El último gorrilla
Los aparcacoches ilegales han emprendido un declive que acabará llevándolos a la desaparición
Manuel Pedreira Romero
Sábado, 12 de abril 2025, 00:23
Es enfilar la calle complicada y sonar en mi cabeza, si es que no braman por su cuenta los altavoces del coche, la primera estrofa ... de la copla de La Unión «¿dónde estabais, dónde estabais en los malos tiempos?». ¿Dónde están los gorrillas cuando más los necesito? ¿Es un oficio extinguido con merecimiento o debe ser protegido como los talabarteros o los vendedores de cintas VHS? ¿Son una extorsionadores, la camorra del aparcamiento, o pobres diablos que se ganan unas perrillas sin hacer daño a nadie?
No es sencillo tener una opinión rotunda sobre el particular y uno no es como esos opinadores profesionales que hacen de la rotundidad virtud. La del gorrilla es una tarea en decadencia según publicamos por aquí el otro día. Suscita tanto recelo como una suerte de agradecimiento cuando en la marabunta de las calles ves a lo lejos un brazo moviéndose con soltura y eficacia como si estuviese ayudando a aterrizar un Jumbo en el aeropuerto de Gibraltar. En esos casos, quien reclama tu atención no es un marshall, es un gorrilla que ya ni se molesta en indicarte las maniobras para aparcar porque el gorrilla lo llevamos de serie en el coche en forma de pi, pi, pi y de cámaras que te muestran hasta el estado de la tapa del delco. Cuando sales del coche ya es otra cosa. Entonces despliega su repertorio interpretativo. Da las buenas tardes o lo que corresponda y en un alarde de estrabismo digno del mejor Fernando Trueba, con un ojo calibra tus manos y el tamaño de la moneda que vas a darle y con el otro mantiene activo el escáner para detectar nuevos huecos y potenciales clientes. Con su monedica en la mano y sin expedir la pertinente factura te deja atrás y sigue a lo suyo.

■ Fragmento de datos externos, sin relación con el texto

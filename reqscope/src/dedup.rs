//! Deduplication of operation records within a request.
//!
//! The [`OperationLedger`] is the per-request set of operation keys that
//! have already been emitted. Marking is atomic: when two sub-operations race
//! on the same key, exactly one of them wins the right to emit.

use std::collections::{HashMap, VecDeque};
use std::fmt;
use std::str::FromStr;
use std::time::{Duration, Instant};

use parking_lot::Mutex;
use serde::{Deserialize, Serialize};

use crate::errors::ConfigError;

/// How repeated operation keys within one request are treated.
#[derive(Debug, Clone, Copy, PartialEq, Eq, Serialize, Deserialize, Default)]
#[serde(rename_all = "snake_case", tag = "policy", content = "value")]
pub enum DedupPolicy {
    /// Each key is emitted at most once per request.
    #[default]
    Strict,
    /// A key may be emitted again once the window has elapsed.
    TimeWindow(Duration),
    /// A key may be emitted up to this many times.
    CountBased(u32),
    /// Every attempt is emitted.
    Disabled,
}

impl fmt::Display for DedupPolicy {
    fn fmt(&self, f: &mut fmt::Formatter<'_>) -> fmt::Result {
        match self {
            Self::Strict => write!(f, "strict"),
            Self::TimeWindow(window) => write!(f, "time_window:{}", window.as_secs_f64()),
            Self::CountBased(limit) => write!(f, "count:{limit}"),
            Self::Disabled => write!(f, "none"),
        }
    }
}

impl FromStr for DedupPolicy {
    type Err = ConfigError;

    /// Parses `strict`, `time_window:<secs>`, `count:<n>` or `none`.
    fn from_str(s: &str) -> Result<Self, Self::Err> {
        let raw = s.trim().to_ascii_lowercase();
        let (name, arg) = raw
            .split_once(':')
            .map_or((raw.as_str(), None), |(n, a)| (n, Some(a)));

        match (name, arg) {
            ("strict", None) => Ok(Self::Strict),
            ("none" | "disabled", None) => Ok(Self::Disabled),
            ("time_window" | "window", Some(secs)) => secs
                .parse::<f64>()
                .ok()
                .filter(|v| v.is_finite() && *v > 0.0)
                .map(|v| Self::TimeWindow(Duration::from_secs_f64(v)))
                .ok_or_else(|| {
                    ConfigError::invalid("dedup_policy", s, "window must be positive seconds")
                }),
            ("count" | "count_based", Some(limit)) => limit
                .parse::<u32>()
                .ok()
                .filter(|v| *v > 0)
                .map(Self::CountBased)
                .ok_or_else(|| {
                    ConfigError::invalid("dedup_policy", s, "count must be a positive integer")
                }),
            _ => Err(ConfigError::invalid(
                "dedup_policy",
                s,
                "expected strict, time_window:<secs>, count:<n> or none",
            )),
        }
    }
}

#[derive(Debug)]
struct LedgerEntry {
    emitted: u32,
    last_emitted: Instant,
}

#[derive(Debug, Default)]
struct LedgerInner {
    entries: HashMap<String, LedgerEntry>,
    order: VecDeque<String>,
    evicted: usize,
}

/// Bounded, append-only set of emitted operation keys.
///
/// Once the set holds more than `capacity` keys, the oldest 10% are evicted.
#[derive(Debug)]
pub struct OperationLedger {
    inner: Mutex<LedgerInner>,
    capacity: usize,
}

impl OperationLedger {
    /// Creates a ledger holding at most `capacity` keys.
    pub fn new(capacity: usize) -> Self {
        Self {
            inner: Mutex::new(LedgerInner::default()),
            capacity: capacity.max(1),
        }
    }

    /// Atomically decides whether `key` may be emitted under `policy`, and
    /// records the emission if so.
    pub fn try_mark(&self, key: &str, policy: DedupPolicy) -> bool {
        let now = Instant::now();
        let mut inner = self.inner.lock();

        if let Some(entry) = inner.entries.get_mut(key) {
            let allowed = match policy {
                DedupPolicy::Strict => false,
                DedupPolicy::TimeWindow(window) => now.duration_since(entry.last_emitted) >= window,
                DedupPolicy::CountBased(limit) => entry.emitted < limit,
                DedupPolicy::Disabled => true,
            };
            if allowed {
                entry.emitted = entry.emitted.saturating_add(1);
                entry.last_emitted = now;
            }
            return allowed;
        }

        inner.entries.insert(
            key.to_string(),
            LedgerEntry {
                emitted: 1,
                last_emitted: now,
            },
        );
        inner.order.push_back(key.to_string());
        self.evict_if_needed(&mut inner);
        true
    }

    fn evict_if_needed(&self, inner: &mut LedgerInner) {
        if inner.entries.len() <= self.capacity {
            return;
        }
        let batch = (self.capacity / 10).max(1);
        for _ in 0..batch {
            match inner.order.pop_front() {
                Some(oldest) => {
                    inner.entries.remove(&oldest);
                    inner.evicted += 1;
                }
                None => break,
            }
        }
        tracing::debug!(
            capacity = self.capacity,
            evicted = batch,
            "Operation ledger exceeded capacity, evicted oldest keys"
        );
    }

    /// Returns true if `key` is currently recorded.
    pub fn has_logged(&self, key: &str) -> bool {
        self.inner.lock().entries.contains_key(key)
    }

    /// Number of keys currently held.
    pub fn len(&self) -> usize {
        self.inner.lock().entries.len()
    }

    /// Returns true if no key is held.
    pub fn is_empty(&self) -> bool {
        self.len() == 0
    }

    /// Total number of keys evicted so far.
    pub fn evicted(&self) -> usize {
        self.inner.lock().evicted
    }

    /// Configured capacity.
    pub const fn capacity(&self) -> usize {
        self.capacity
    }
}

Amontono todas estas obviedades en presente pero los datos no se antojan tan optimistas para el futuro del sector. Casi sería más conveniente hablar de ellos en pasado como si fuesen Susana Díaz o Albert Rivera. Los aparcacoches ilegales, con gorrilla o sin ella, han emprendido un declive que acabará llevándolos a la desaparición. Si acaso quedará alguno pero como un exotismo para que los turistas, o el personal que viene del pueblo a visitar a un familiar al hospital, se haga un selfie.
El año pasado se impusieron 125 multas por esta actividad y hace diez años los denunciados pasaron del millar. Las cifras cantan y espantan una figura que, como la del limpiabotas o la cigarrera, apelan a un costumbrismo del que no hay que avergonzarse. Leo lo escrito hasta ahora y aprecio un ligero tufo conmiserativo hacia el último gorrilla y no sé a qué obedece. ¿Quién sabe? Quizás es que puede acabar siendo yo.